> PROBLEM TO SOLVE: Retyping the records exactly is the whole task.
________________
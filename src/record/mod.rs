//! Record subsystem for glossdb
//!
//! A record is a short text entry: a headword (the key) plus two
//! associated text fields. Records are immutable once built.
//!
//! # Invariants
//!
//! - Fields are stored verbatim; case folding happens in the store
//! - Construction never fails, for any input text

mod field;
mod record;

pub use field::SearchField;
pub use record::Record;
________________
> RESULT OF THIS EXERCISE:
filename src/record/mod.rs
//! Record subsystem for glossdb
//!
//! A record is a short text entry: a headword (the key) plus two
//! associated text fields. Records are immutable once built.
//!
//! # Invariants
//!
//! - Fields are stored verbatim; case folding happens in the store
//! - Construction never fails, for any input text

mod field;
mod record;

pub use field::SearchField;
pub use record::Record;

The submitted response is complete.